Assessment of imaging Cherenkov and scintillation signals in head and neck radiotherapy

Abstract

The goal of this study was to test the utility of time-gated optical imaging of head and neck (HN) radiotherapy treatments to measure surface dosimetry in real-time and inform possible interfraction replanning decisions. The benefit of both Cherenkov and scintillator imaging in HN treatments is direct daily feedback on dose, with no change to the clinical workflow. Emission from treatment materials was characterized by measuring radioluminescence spectra during irradiation and comparing emission intensities relative to Cherenkov emission produced in phantoms and scintillation from small plastic targets. HN treatment plans were delivered to a phantom with bolus and mask present to measure impact on signal quality. Interfraction superficial tumor reduction was simulated on a HN phantom, and cumulative Cherenkov images were analyzed in the region of interest (ROI). HN human patient treatment was imaged through the mask and compared with the dose distribution calculated by the treatment planning system.
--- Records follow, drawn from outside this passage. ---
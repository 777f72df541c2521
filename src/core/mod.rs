//! Core utilities, configuration, and common functionality

pub mod config;
pub mod error;
pub mod logging;
pub mod process;
pub mod retry;
pub mod settings;

// Re-exports for convenience
pub use error::{AppError, AppResult};
pub use logging::{init_logger, log_cookies_configuration};
pub use settings::Settings;
/// File name of the executable, used as the sweep target for it.
fn executable_name(program: &str) -> String {
    let name = std::path::Path::new(program)
        .file_name()
        .map(|n| n.to_string_lossy().into_owned())
        .unwrap_or_else(|| program.to_string());
    image_name(&name, KillStrategy::for_platform())
}

fn image_name(name: &str, strategy: KillStrategy) -> String {
    if strategy == KillStrategy::ProcessTree && !name.to_lowercase().ends_with(".exe") {
        format!("{}.exe", name)
    } else {
        name.to_string()
    }
}

/// taskkill exits with 128 when the process does not exist.
fn taskkill_result(output: &std::process::Output) -> Result<(), KillError> {
    if output.status.success() {
        return Ok(());
    }
    let stderr = String::from_utf8_lossy(&output.stderr).to_lowercase();
    match output.status.code() {
        Some(128) => Err(KillError::AlreadyGone),
        _ if stderr.contains("not found") => Err(KillError::AlreadyGone),
        _ if stderr.contains("access is denied") => Err(KillError::Denied(stderr.trim().to_string())),
        _ => Err(KillError::Unexpected(stderr.trim().to_string())),
    }
}

#[cfg(unix)]
#[allow(unsafe_code)]
mod posix {
    use crate::download::error::KillError;

    fn send(target: libc::pid_t, signal: libc::c_int) -> Result<(), KillError> {
        // SAFETY: kill(2) takes plain integers and has no memory-safety preconditions
        let rc = unsafe { libc::kill(target, signal) };
        if rc == 0 {
            return Ok(());
        }
        let err = std::io::Error::last_os_error();
        match err.raw_os_error() {
            Some(libc::ESRCH) => Err(KillError::AlreadyGone),
            Some(libc::EPERM) => Err(KillError::Denied(err.to_string())),
            _ => Err(KillError::Unexpected(err.to_string())),
        }
    }

    fn checked_pid(pid: u32) -> Result<libc::pid_t, KillError> {
        // 0 and 1 would address our own group or init
        match libc::pid_t::try_from(pid) {
            Ok(raw) if raw > 1 => Ok(raw),
            _ => Err(KillError::Unexpected(format!("refusing to signal pid {}", pid))),
        }
    }

    /// Signals the group first (covers ffmpeg children), then the pid itself.
    fn signal_tree(pid: u32, signal: libc::c_int) -> Result<(), KillError> {
        let raw = checked_pid(pid)?;
        let group = send(-raw, signal);
        let single = send(raw, signal);
        match (group, single) {
            (Ok(()), _) | (_, Ok(())) => Ok(()),
            (Err(KillError::AlreadyGone), Err(e)) | (Err(e), Err(KillError::AlreadyGone)) => Err(e),
            (Err(e), Err(_)) => Err(e),
        }
    }

    pub fn terminate_group(pid: u32) -> Result<(), KillError> {
        signal_tree(pid, libc::SIGTERM)
    }

    pub fn kill_group(pid: u32) -> Result<(), KillError> {
        signal_tree(pid, libc::SIGKILL)
    }

    pub fn is_alive(pid: u32) -> bool {
        match checked_pid(pid) {
            Ok(raw) => !matches!(send(raw, 0), Err(KillError::AlreadyGone)),
            Err(_) => false,
        }
    }
}

#[cfg(not(unix))]
mod posix {
    use crate::download::error::KillError;

    fn unsupported() -> Result<(), KillError> {
        Err(KillError::Unexpected("POSIX signals are not available on this platform".to_string()))
    }

    pub fn terminate_group(_pid: u32) -> Result<(), KillError> {
        unsupported()
    }

    pub fn kill_group(_pid: u32) -> Result<(), KillError> {
        unsupported()
    }

    pub fn is_alive(_pid: u32) -> bool {
        false
    }
}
The relative intensity of radioluminescence from the mask was found to be within 30% of the Cherenkov emission intensity from tissue-colored clay. A strong linear relationship between normalized cumulative Cherenkov intensity and tumor size was established ([Formula: see text]). The presence of a mask above a scintillator ROI was found to decrease mean pixel intensity by >40% and increase distribution spread. Cherenkov imaging through mask material is shown to have potential for surface field verification and tracking of superficial anatomy changes between treatment fractions. Imaging of scintillating targets provides a direct imaging of surface dose on the patient and through transparent bolus material. The first imaging of a patient receiving HN radiotherapy was achieved with a signal map which qualitatively matches the surface dose plan.

Figure 1:

(A) Thermoplastic mask fitting over body phantom wrapped in molding clay; detailed view of differing mass sizes in the neck region. (B) Thermoplastic mask fitting over phantom, showing scintillators underneath the mask. (C) Photograph of patient imaging setup.

Figure 2:

Relative, background-corrected, normalized radioluminescence spectra for purple, white, and orange thermoplastic mask samples, as well as transparent bolus, tissue-colored clay, and wavelength-dependent relative camera sensitivity.

Figure 3:

Relative intensity and SNR values for scintillator, tissue-colored clay, transparent bolus, and mask samples. Luminescence images and photographs of orange (B), purple (C), and white (D) thermoplastic mask samples. Colorbar is presented in photons cm⁻² sr⁻¹ s⁻¹.

Figure 4:

Cumulative images of Cherenkov intensity from VMAT treatment of the neck of an anthropomorphic phantom with an artificial tumor of decreasing size in order from (A) to (D). (E) Plot of Cherenkov emission intensity in the ROI compared to tumor volume. Coefficients of determination for both fits are shown in the lower left corner. Colorbar and vertical axis are presented in photons cm⁻² sr⁻¹ s⁻¹.

Figure 5:

Cumulative images showing various combinations of treatment materials applied to a phantom during irradiation, with and without scintillators. The same head and neck VMAT plan was administered in all eight scenarios. The top row (A-D) shows images from treatment with transparent bolus, while the bottom row (E-F) shows images from treatment without bolus. Colorbar is presented in photons cm⁻² sr⁻¹ s⁻¹.

Figure 6:

Coregistered intensity maps from patient treatment plan and treatment delivery. (A) Dose distribution overlaid with 3D simulation CT data from the patient treatment plan. (B) Cumulative Cherenkov intensity distribution captured through the immobilization mask acquired real-time during treatment. Colorbar is presented in photons cm⁻² sr⁻¹ s⁻¹.